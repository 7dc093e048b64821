use chess_with_guns_core::{CellCoord, PieceKind};
use thiserror::Error;

/// Reasons a match could not be set up.
#[derive(Debug, Error, Clone, PartialEq)]
pub enum SetupError {
    /// Fewer than two players were provided.
    #[error("a match needs at least two players, got {count}")]
    NotEnoughPlayers {
        /// Number of players supplied.
        count: usize,
    },
    /// The board has no cells.
    #[error("board must have at least one row and one column")]
    EmptyBoard,
    /// The cell length is not a positive finite number.
    #[error("cell length must be positive, got {length}")]
    InvalidCellLength {
        /// Rejected cell length.
        length: f32,
    },
    /// Two players asked for the same piece.
    #[error("piece {piece:?} was assigned to more than one player")]
    DuplicatePiece {
        /// Piece claimed twice.
        piece: PieceKind,
    },
    /// A starting cell lies outside the board.
    #[error("player `{name}` starts outside the board at {cell:?}")]
    StartOutOfBounds {
        /// Name of the offending player.
        name: String,
        /// Rejected starting cell.
        cell: CellCoord,
    },
    /// Two players share a starting cell.
    #[error("player `{name}` starts on an occupied cell {cell:?}")]
    StartOccupied {
        /// Name of the offending player.
        name: String,
        /// Contested starting cell.
        cell: CellCoord,
    },
    /// Not enough empty cells remain to scatter the pickups.
    #[error("board cannot hold {pickups} pickups alongside the players")]
    NoRoomForPickups {
        /// Requested pickup count.
        pickups: usize,
    },
}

• ABOUT THIS EXERCISE
What lines in the material above hold the word "positive"? Pull them out.

• TASK ANSWER
    /// The cell length is not a positive finite number.
    #[error("cell length must be positive, got {length}")]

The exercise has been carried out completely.